In [1]:
%load_ext autoreload
%autoreload 2

In [2]:
import numpy as np
from rdkit import Chem
from torch_geometric.data import Data
from sklearn.metrics import mean_squared_error
import torch.nn as nn
import matplotlib.pyplot as plt
from rdkit import Chem
from rdkit.Chem import AllChem
import torch
import torch.nn.functional as F
from torch.utils.data import Dataset
from rdkit.Chem import Draw
from sklearn.metrics import r2_score
from scipy.stats import spearmanr
import pandas as pd
from random import randrange
import itertools
import random
import os
from pickle import dump, load
from sklearn.metrics import mean_absolute_error
import pickle
import gzip, pickle
from torch_geometric.data import DataLoader
import gnn_utils
import gnn_model
from gnn_model import GNN, BaselineGCN1, BaselineGCN2
import config
import datetime

  from .autonotebook import tqdm as notebook_tqdm


In [4]:
import sys,torch;print('py',sys.version);print('torch',torch.__version__,'cuda',torch.version.cuda,'gpu?',torch.cuda.is_available())
device = torch.device('cuda' if torch.cuda.is_available() else 'cpu')
print(f"Using device: {device}")

py 3.7.12 | packaged by conda-forge | (default, Oct 26 2021, 05:35:01) [MSC v.1916 64 bit (AMD64)]
torch 1.5.0+cu101 cuda 10.1 gpu? True
Using device: cuda


In [8]:
def run():
    
    # create data
    # gnn_utils.create_data()
    print("start create data")
    with gzip.open(f"{config.data_dir}train.pkl.gz", "rb") as f:
        train_X = pickle.load(f)
    with gzip.open(f"{config.data_dir}val.pkl.gz", "rb") as f:
        val_X = pickle.load(f)
    with gzip.open(f"{config.data_dir}test.pkl.gz", "rb") as f:
        test_X = pickle.load(f)

    print("start define model")
    # define model
    n_features = config.n_features # number of node features
    bs = config.bs

    train_loader = DataLoader(train_X, batch_size=bs, shuffle=True, drop_last=True)
    val_loader = DataLoader(val_X, batch_size=bs, shuffle=True, drop_last=True)
    test_loader = DataLoader(test_X, batch_size=bs, shuffle=False, drop_last=False)

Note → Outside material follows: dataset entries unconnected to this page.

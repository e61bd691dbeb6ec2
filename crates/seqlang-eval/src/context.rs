//! Immutable variable bindings.

use crate::value::Var;
use rpds::RedBlackTreeMapSync;
use std::collections::BTreeSet;

/// Name → value environment.
///
/// Never mutated: [`extend`](Self::extend) returns a new context sharing
/// structure with the old one, so every lambda element can fork its own
/// bindings without copying the map.
#[derive(Debug, Clone)]
pub struct EvalContext {
    bindings: RedBlackTreeMapSync<String, Var>,
}

impl EvalContext {
    /// An empty context.
    pub fn new() -> Self {
        Self {
            bindings: RedBlackTreeMapSync::new_sync(),
        }
    }

    pub fn get(&self, name: &str) -> Option<&Var> {
        self.bindings.get(name)
    }

    pub fn contains(&self, name: &str) -> bool {
        self.bindings.contains_key(name)
    }

    pub fn len(&self) -> usize {
        self.bindings.size()
    }

    pub fn is_empty(&self) -> bool {
        self.bindings.is_empty()
    }

    /// Bound names, in sorted order.
    pub fn names(&self) -> impl Iterator<Item = &str> {
        self.bindings.keys().map(String::as_str)
    }

    /// A new context with `bindings` added.
    ///
    /// Fails with every name that is already bound here or appears twice in
    /// `bindings`; `self` is left untouched either way.
    pub fn extend<I>(&self, bindings: I) -> Result<EvalContext, BTreeSet<String>>
    where
        I: IntoIterator<Item = (String, Var)>,
    {
        let mut extended = self.bindings.clone();
        let mut collisions = BTreeSet::new();
        for (name, value) in bindings {
            if extended.contains_key(&name) {
                collisions.insert(name);
            } else {
                extended.insert_mut(name, value);
            }
        }
        if collisions.is_empty() {
            Ok(Self { bindings: extended })
        } else {
            Err(collisions)
        }
    }
}

impl Default for EvalContext {
    fn default() -> Self {
        Self::new()
    }
}
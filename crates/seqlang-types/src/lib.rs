//! Shared types for the seqlang engine.
//!
//! This crate defines the AST node types, source positions, the unified
//! error taxonomy, and other shared data structures used by the lexer,
//! parser, evaluator and compiler.

mod error;
mod span;
mod stack;
pub mod ast;

pub use error::{merge_errors, Error, ErrorType};
pub use span::{SourceFile, Span, TokenPosition};
pub use stack::ensure_sufficient_stack;

/// Largest allowed `hi - lo` of a `{lo, hi}` sequence literal.
pub const MAX_SEQUENCE_LENGTH: u64 = 200_000_000;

    train_loader_no_shuffle = DataLoader(train_X, batch_size = bs, shuffle=False, drop_last=False)
    val_loader_no_shuffle = DataLoader(val_X, batch_size = bs, shuffle=False, drop_last=False)


    device = torch.device('cuda' if torch.cuda.is_available() else 'cpu')
    model = BaselineGCN2(n_features = n_features).to(device)
    adam = torch.optim.Adam(model.parameters(), lr = config.lr )
    optimizer = adam
    early_stopping = gnn_utils.EarlyStopping(patience = config.patience, verbose=True, chkpoint_name = config.best_model2)
    criterion = nn.MSELoss()
    n_epochs = config.max_epochs

    print("start train")
    # train the model
    hist = {"train_rmse":[], "val_rmse":[]}
    for epoch in range(0, n_epochs):
        print("start epoch", epoch)
        model.train()
        loss_all = 0
        for data in train_loader:
            data = data.to(device)
            optimizer.zero_grad()
            output = model(data)
            output = output.reshape(-1,)

            loss = criterion(output, data.y)
            loss.backward()
            optimizer.step()


        train_rmse = gnn_utils.test_fn(train_loader, model, device)
        val_rmse = gnn_utils.test_fn(val_loader, model, device)
        early_stopping(val_rmse, model)

        if early_stopping.early_stop:
            print("Early stopping")
            break

        hist["train_rmse"].append(train_rmse)
        hist["val_rmse"].append(val_rmse)
        print(f'Epoch: {epoch}, Train_rmse: {train_rmse:.3}, Val_rmse: {val_rmse:.3}')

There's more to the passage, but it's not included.